Espace KIRON
10 rue de la Vacquerie
75011 PARIS
à 20h 30 du 13 au 17/12/2011
Centre Culturel de LA RICAMARIE, les 27 et 28/03/2012
Espace Le Corbusier, à FIRMINY, le 30/03/2012
Gilles Granouillet, auteur né en 1964, est de Saint Etienne et bien ancré dans sa ville : c’est dire si la question ouvrière est aussi au cœur de sa problématique. L’autre versant, déjà creusé dans « Trois femmes descendent vers la mer » ou bien « l’envolée », c’est la question des relations entre frères et sœurs. Leur place, leur rôle, … comment, devenu adulte, se débrouille-t-on avec ce personnage à la fois si proche et si lointain. « Un frère, dit le proverbe,
c’est un ami donné par la nature. » On verra ici que les choses sont loin d’être aussi simples.
Dans « Combat », il s’agit d’une fille et de son demi-frère. On l’a toujours préférée, elle, d’autant qu’elle a réussi. Le frère, lui, est au chômage. Sa femme trime, durement, aux abattoirs du coin. La remise de la médaille du travail à leur mère va être l’occasion de leurs retrouvailles. Il n’est pas si paradoxal que ça que leur premier face à face n’intervienne que lorsque la sœur a un problème et même un sérieux, puisqu’elle a tué un homme.

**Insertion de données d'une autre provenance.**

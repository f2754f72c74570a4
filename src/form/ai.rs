//! AI-driven document form.

use super::template::bulk_generate;
use super::{FormContext, FormStep, Filling, InFlight, Level, SubmitOutcome, now_millis};
use crate::api::{AiClauseRequest, Upload};
use crate::error::{BdmError, Result};
use crate::model::{BulkTarget, ContentJson, DocumentDraft, GenerateDocumentRequest};
use crate::validate::{parse_initial_context, validate_document};
use std::path::{Path, PathBuf};

struct Generated {
    document_type: String,
    filling: Filling,
}

/// Generates clauses with AI, then fills and submits them as content.
///
/// Unlike the template flow, the filled clauses are sent to the service
/// verbatim together with the raw values.
pub struct AiForm<'a> {
    ctx: FormContext<'a>,
    generated: Option<Generated>,
    in_flight: InFlight,
}

impl<'a> AiForm<'a> {
    pub fn new(ctx: FormContext<'a>) -> Self {
        Self {
            ctx,
            generated: None,
            in_flight: InFlight::default(),
        }
    }

    pub fn step(&self) -> FormStep {
        match self.generated {
            Some(_) => FormStep::Filling,
            None => FormStep::Selecting,
        }
    }

    pub fn is_busy(&self) -> bool {
        self.in_flight.is_set()
    }

    pub fn document_type(&self) -> Option<&str> {
        self.generated.as_ref().map(|g| g.document_type.as_str())
    }

    pub fn filling(&self) -> Option<&Filling> {
        self.generated.as_ref().map(|g| &g.filling)
    }

    fn filling_mut(&mut self) -> Result<&mut Filling> {
        self.generated
            .as_mut()
            .map(|g| &mut g.filling)
            .ok_or_else(|| BdmError::UserError("No AI clauses generated yet.".to_string()))
    }

    fn reject(&self, err: BdmError) -> BdmError {
        self.ctx.notifier.notify(Level::Error, &err.user_message());
        err
    }

    /// Generate clauses for a document type and move to Filling.
    ///
    /// The document type must be non-blank and `raw_context`, when given,
    /// must be a JSON object; both are checked before any request is sent.
    pub fn generate_clauses(&mut self, document_type: &str, raw_context: &str) -> Result<()> {
        let document_type = document_type.trim();
        if document_type.is_empty() {
            return Err(self.reject(BdmError::ValidationError(
                "Please enter document type".to_string(),
            )));
        }
        let context = parse_initial_context(raw_context).map_err(|e| self.reject(e))?;

        let request = AiClauseRequest {
            document_type: document_type.to_string(),
            category: document_type.to_string(),
            context,
        };

        let _guard = self.in_flight.begin()?;
        let clauses = match self.ctx.service.generate_clauses_ai(&request) {
            Ok(clauses) if !clauses.is_empty() => clauses,
            Ok(_) => {
                let err = BdmError::MalformedResponse("AI did not return valid clauses.".to_string());
                self.ctx.notifier.notify(
                    Level::Error,
                    &format!("Failed to generate clauses: {}", err.user_message()),
                );
                return Err(err);
            }
            Err(err) => {
                self.ctx.notifier.notify(
                    Level::Error,
                    &format!("Failed to generate clauses: {}", err.user_message()),
                );
                return Err(err);
            }
        };

        let clause_count = clauses.len();
        let filling = Filling::new(clauses, format!("{}_AI_{}", document_type, now_millis()));

        tracing::info!(
            document_type,
            clauses = clause_count,
            placeholders = filling.placeholders().len(),
            "AI clauses generated"
        );
        self.ctx.notifier.notify(
            Level::Success,
            &format!(
                "AI generated {} clauses. Fill {} placeholders.",
                clause_count,
                filling.placeholders().len()
            ),
        );

        self.generated = Some(Generated {
            document_type: document_type.to_string(),
            filling,
        });
        Ok(())
    }

    pub fn set_value(&mut self, name: &str, value: &str) -> Result<()> {
        self.filling_mut()?.set_value(name, value)
    }

    pub fn set_document_name(&mut self, name: &str) -> Result<()> {
        self.filling_mut()?.set_document_name(name);
        Ok(())
    }

    /// The filled clauses as they would be saved.
    pub fn preview(&self) -> Result<DocumentDraft> {
        match &self.generated {
            Some(generated) => Ok(generated.filling.draft(&generated.document_type)),
            None => Err(self.reject(BdmError::UserError(
                "No AI clauses generated yet.".to_string(),
            ))),
        }
    }

    /// Fill the clauses and save the document.
    ///
    /// `confirm` is asked only when placeholders are still empty; declining
    /// leaves the form in Filling. Success resets the form.
    pub fn save<F>(&mut self, confirm: F) -> Result<SubmitOutcome>
    where
        F: FnOnce(&[&str]) -> bool,
    {
        let generated = match &self.generated {
            Some(generated) if !generated.filling.document_name().trim().is_empty() => generated,
            _ => {
                return Err(self.reject(BdmError::ValidationError(
                    "Missing document name or generated clauses.".to_string(),
                )));
            }
        };

        if !generated.filling.confirm_pending(confirm) {
            return Ok(SubmitOutcome::Declined);
        }

        let draft = generated.filling.draft(&generated.document_type);
        validate_document(&draft.document_name, &draft.document_type)
            .into_result()
            .map_err(|e| self.reject(e))?;

        let request = GenerateDocumentRequest::FromClauses {
            document_name: draft.document_name,
            document_type: draft.document_type,
            content_json: ContentJson {
                clauses: draft.clauses,
            },
            variables: generated.filling.values().clone(),
        };

        let _guard = self.in_flight.begin()?;
        match self.ctx.service.generate_document(&request) {
            Ok(document) => {
                self.ctx.notifier.notify(
                    Level::Success,
                    &format!("Document '{}' saved.", request.document_name()),
                );
                tracing::info!(document = %document.id, "document generated from AI clauses");
                self.generated = None;
                Ok(SubmitOutcome::Submitted(document))
            }
            Err(err) => {
                self.ctx.notifier.notify(
                    Level::Error,
                    &format!("Failed to save: {}", err.user_message()),
                );
                Err(err)
            }
        }
    }

    /// Generate one document per spreadsheet row, with AI, for a document type.
    ///
    /// Available in either step. The archive is saved to `out`, or to
    /// `AI_Bulk_Documents_<millis>.zip` in the download directory.
    pub fn bulk_generate(
        &mut self,
        document_type: &str,
        spreadsheet: &Upload,
        out: Option<&Path>,
    ) -> Result<PathBuf> {
        let document_type = document_type.trim();
        if document_type.is_empty() {
            return Err(self.reject(BdmError::ValidationError(
                "Please enter document type before AI bulk generation.".to_string(),
            )));
        }

        let _guard = self.in_flight.begin()?;
        bulk_generate(
            &self.ctx,
            BulkTarget::DocumentType(document_type.to_string()),
            spreadsheet,
            out,
        )
    }

    /// Discard generated clauses and values.
    pub fn reset(&mut self) {
        self.generated = None;
    }
}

Ce qui est passionnant, c’est que ces destins, tracés à la pointe forte (on frôle parfois le glauque) sont sous-tendus par du social, et toute une gamme de frustrations et de compensations provisoires qui ne demandent qu’à se manifester en explosant comme des mines oubliées. Ainsi, quand la sœur, plutôt aisée, est draguée sur un quai de gare par un inconnu, elle se présente à lui comme si elle était sa propre mère, une bouchère aux droits rougis et gourds d’avoir
saigné tant de bêtes. Gloria, la femme, est ouvrière mais connaît Soutine. Le frère, être fruste, nous fait partager ses confidences et affirme, sentencieux : « Beaucoup de gens ont le temps pour regarder pousser les idées. » L’inconnu sur le quai de gare en évoque un autre, celui que la mère avait elle-même rencontré et qui lui avait fait un enfant.
Mise en scène sobre et inspirée de Jacques Descorde. Dans un lieu modulable, traversé de néons, des personnages s’agitent. On aurait envie de les tenir à distance, tant leur médiocrité parfois ou leur façon d’être englués dans un déterminisme (social et familial) peut gêner. En même temps, chacun joue sa vie. Ce qui surgit sous nos yeux, conformément aux vœux de Descorde, c’est la notion de « gros plan ». Ce qui veut dire utilisation efficace de la technique
(lumières, micro) mais aussi le jeu des comédiens, poussé jusqu’au bout, jusqu’à la cruauté.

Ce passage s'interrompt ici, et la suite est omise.